Records for this exercise:
// roster-client/examples/employee_console.rs
// Line-oriented front end for the employee board
//
// Usage:
//   cargo run -p roster-client --example employee_console            # site from ROSTER_* / .env
//   cargo run -p roster-client --example employee_console -- --memory

use std::io::{self, BufRead, Write};

use chrono::NaiveDate;
use roster_client::{
    ClientConfig, DirectoryService, DirectoryUser, EmployeeBoard, EmployeeRecord, EmployeeStore,
    InMemoryDirectory, InMemoryList, ListService, Outcome, PickerSelection, Prompt,
};

struct ConsolePrompt;

impl Prompt for ConsolePrompt {
    fn alert(&self, message: &str) {
        println!("! {}", message);
    }

    fn confirm(&self, message: &str) -> bool {
        matches!(read_line(&format!("{} [y/N] ", message)).as_deref(), Some("y" | "Y"))
    }
}

fn read_line(label: &str) -> Option<String> {
    print!("{}", label);
    io::stdout().flush().ok()?;
    let mut line = String::new();
    match io::stdin().lock().read_line(&mut line) {
        Ok(0) | Err(_) => None,
        Ok(_) => Some(line.trim().to_string()),
    }
}

fn print_record(record: &EmployeeRecord) {
    let joined = record
        .joined_on()
        .map(|d| d.to_string())
        .unwrap_or_else(|| "-".into());
    println!(
        "{:>4}  {:<18} {:<20} {:<14} {:<26} {:<10} {}",
        record.id,
        record.employee_id.as_deref().unwrap_or("-"),
        record.name,
        record.department.as_deref().unwrap_or("-"),
        record.email.as_deref().unwrap_or("-"),
        joined,
        record.person_label(),
    );
}

async fn fill_and_add<L, D>(board: &mut EmployeeBoard<L, D, ConsolePrompt>) -> Outcome
where
    L: ListService,
    D: DirectoryService,
{
    let form = board.form_mut();
    form.employee_id = read_line("Employee ID (blank = auto): ").unwrap_or_default();
    form.name = read_line("Name: ").unwrap_or_default();
    form.department = read_line("Department: ").unwrap_or_default();
    form.email = read_line("Email: ").unwrap_or_default();
    form.date_of_joining = read_line("Date of joining (YYYY-MM-DD, blank = none): ")
        .and_then(|d| NaiveDate::parse_from_str(&d, "%Y-%m-%d").ok());

    if let Some(person) = read_line("Person (login or email, blank = none): ").filter(|p| !p.is_empty()) {
        let selection = PickerSelection::default().with_text(person.clone()).with_email(person);
        board.select_people(vec![selection]);
    }

    board.add().await
}

async fn run<L, D>(mut board: EmployeeBoard<L, D, ConsolePrompt>) -> anyhow::Result<()>
where
    L: ListService,
    D: DirectoryService,
{
    board.load().await;
    println!("Commands: list | add | edit <id> | delete <id> | find <EmployeeID> | quit");

    while let Some(line) = read_line("> ") {
        let mut parts = line.splitn(2, ' ');
        let command = parts.next().unwrap_or_default();
        let arg = parts.next().unwrap_or_default().trim();

        let outcome = match command {
            "" => continue,
            "quit" | "exit" => break,
            "list" => {
                let outcome = board.load().await;
                board.employees().iter().for_each(print_record);
                outcome
            }
            "add" => fill_and_add(&mut board).await,
            "edit" => {
                let Ok(id) = arg.parse::<i64>() else {
                    println!("usage: edit <id>");
                    continue;
                };
                if board.start_edit(id) != Outcome::Done {
                    println!("unknown id {}", id);
                    continue;
                }
                let current = board.editing().map(|e| e.department.clone()).unwrap_or_default();
                let department = read_line(&format!("Department [{}]: ", current)).unwrap_or_default();
                board.set_edit_department(department);
                board.save_edit().await
            }
            "delete" => match arg.parse::<i64>() {
                Ok(id) => board.delete(id).await,
                Err(_) => {
                    println!("usage: delete <id>");
                    continue;
                }
            },
            "find" => {
                board.set_lookup_id(arg);
                let outcome = board.lookup().await;
                if let Some(record) = board.lookup_result() {
                    print_record(record);
                }
                outcome
            }
            other => {
                println!("unknown command '{}'", other);
                continue;
            }
        };
        tracing::debug!(command, ?outcome, "Command finished");
    }

    Ok(())
}

#[tokio::main]
async fn main() -> anyhow::Result<()> {
    roster_client::logger::init_logger_with_file(Some("warn"), std::env::var("ROSTER_LOG_DIR").ok().as_deref());

    if std::env::args().any(|a| a == "--memory") {
        let directory = InMemoryDirectory::new()
            .with_user(
                DirectoryUser::new(1, "Ann Lee")
                    .with_email("ann@contoso.com")
                    .with_login_name("i:0#.f|membership|ann@contoso.com"),
            )
            .with_provisioning(true);
        let list = InMemoryList::new().with_directory(directory.clone());
        let store = EmployeeStore::new(list, directory, Default::default());
        return run(EmployeeBoard::new(store, ConsolePrompt)).await;
    }

    let config = ClientConfig::from_dotenv();
    let store = EmployeeStore::from_config(&config)?;
    run(EmployeeBoard::new(store, ConsolePrompt)).await
}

Activity:
Return the full listing. Keep each line exactly as it stands.

Your response:
// roster-client/examples/employee_console.rs
// Line-oriented front end for the employee board
//
// Usage:
//   cargo run -p roster-client --example employee_console            # site from ROSTER_* / .env
//   cargo run -p roster-client --example employee_console -- --memory

use std::io::{self, BufRead, Write};

use chrono::NaiveDate;
use roster_client::{
    ClientConfig, DirectoryService, DirectoryUser, EmployeeBoard, EmployeeRecord, EmployeeStore,
    InMemoryDirectory, InMemoryList, ListService, Outcome, PickerSelection, Prompt,
};

struct ConsolePrompt;

impl Prompt for ConsolePrompt {
    fn alert(&self, message: &str) {
        println!("! {}", message);
    }

    fn confirm(&self, message: &str) -> bool {
        matches!(read_line(&format!("{} [y/N] ", message)).as_deref(), Some("y" | "Y"))
    }
}

fn read_line(label: &str) -> Option<String> {
    print!("{}", label);
    io::stdout().flush().ok()?;
    let mut line = String::new();
    match io::stdin().lock().read_line(&mut line) {
        Ok(0) | Err(_) => None,
        Ok(_) => Some(line.trim().to_string()),
    }
}

fn print_record(record: &EmployeeRecord) {
    let joined = record
        .joined_on()
        .map(|d| d.to_string())
        .unwrap_or_else(|| "-".into());
    println!(
        "{:>4}  {:<18} {:<20} {:<14} {:<26} {:<10} {}",
        record.id,
        record.employee_id.as_deref().unwrap_or("-"),
        record.name,
        record.department.as_deref().unwrap_or("-"),
        record.email.as_deref().unwrap_or("-"),
        joined,
        record.person_label(),
    );
}

async fn fill_and_add<L, D>(board: &mut EmployeeBoard<L, D, ConsolePrompt>) -> Outcome
where
    L: ListService,
    D: DirectoryService,
{
    let form = board.form_mut();
    form.employee_id = read_line("Employee ID (blank = auto): ").unwrap_or_default();
    form.name = read_line("Name: ").unwrap_or_default();
    form.department = read_line("Department: ").unwrap_or_default();
    form.email = read_line("Email: ").unwrap_or_default();
    form.date_of_joining = read_line("Date of joining (YYYY-MM-DD, blank = none): ")
        .and_then(|d| NaiveDate::parse_from_str(&d, "%Y-%m-%d").ok());

    if let Some(person) = read_line("Person (login or email, blank = none): ").filter(|p| !p.is_empty()) {
        let selection = PickerSelection::default().with_text(person.clone()).with_email(person);
        board.select_people(vec![selection]);
    }

    board.add().await
}

async fn run<L, D>(mut board: EmployeeBoard<L, D, ConsolePrompt>) -> anyhow::Result<()>
where
    L: ListService,
    D: DirectoryService,
{
    board.load().await;
    println!("Commands: list | add | edit <id> | delete <id> | find <EmployeeID> | quit");

    while let Some(line) = read_line("> ") {
        let mut parts = line.splitn(2, ' ');
        let command = parts.next().unwrap_or_default();
        let arg = parts.next().unwrap_or_default().trim();

        let outcome = match command {
            "" => continue,
            "quit" | "exit" => break,
            "list" => {
                let outcome = board.load().await;
                board.employees().iter().for_each(print_record);
                outcome
            }
            "add" => fill_and_add(&mut board).await,
            "edit" => {
                let Ok(id) = arg.parse::<i64>() else {
                    println!("usage: edit <id>");
                    continue;
                };
                if board.start_edit(id) != Outcome::Done {
                    println!("unknown id {}", id);
                    continue;
                }
                let current = board.editing().map(|e| e.department.clone()).unwrap_or_default();
                let department = read_line(&format!("Department [{}]: ", current)).unwrap_or_default();
                board.set_edit_department(department);
                board.save_edit().await
            }
            "delete" => match arg.parse::<i64>() {
                Ok(id) => board.delete(id).await,
                Err(_) => {
                    println!("usage: delete <id>");
                    continue;
                }
            },
            "find" => {
                board.set_lookup_id(arg);
                let outcome = board.lookup().await;
                if let Some(record) = board.lookup_result() {
                    print_record(record);
                }
                outcome
            }
            other => {
                println!("unknown command '{}'", other);
                continue;
            }
        };
        tracing::debug!(command, ?outcome, "Command finished");
    }

    Ok(())
}

#[tokio::main]
async fn main() -> anyhow::Result<()> {
    roster_client::logger::init_logger_with_file(Some("warn"), std::env::var("ROSTER_LOG_DIR").ok().as_deref());

    if std::env::args().any(|a| a == "--memory") {
        let directory = InMemoryDirectory::new()
            .with_user(
                DirectoryUser::new(1, "Ann Lee")
                    .with_email("ann@contoso.com")
                    .with_login_name("i:0#.f|membership|ann@contoso.com"),
            )
            .with_provisioning(true);
        let list = InMemoryList::new().with_directory(directory.clone());
        let store = EmployeeStore::new(list, directory, Default::default());
        return run(EmployeeBoard::new(store, ConsolePrompt)).await;
    }

    let config = ClientConfig::from_dotenv();
    let store = EmployeeStore::from_config(&config)?;
    run(EmployeeBoard::new(store, ConsolePrompt)).await
}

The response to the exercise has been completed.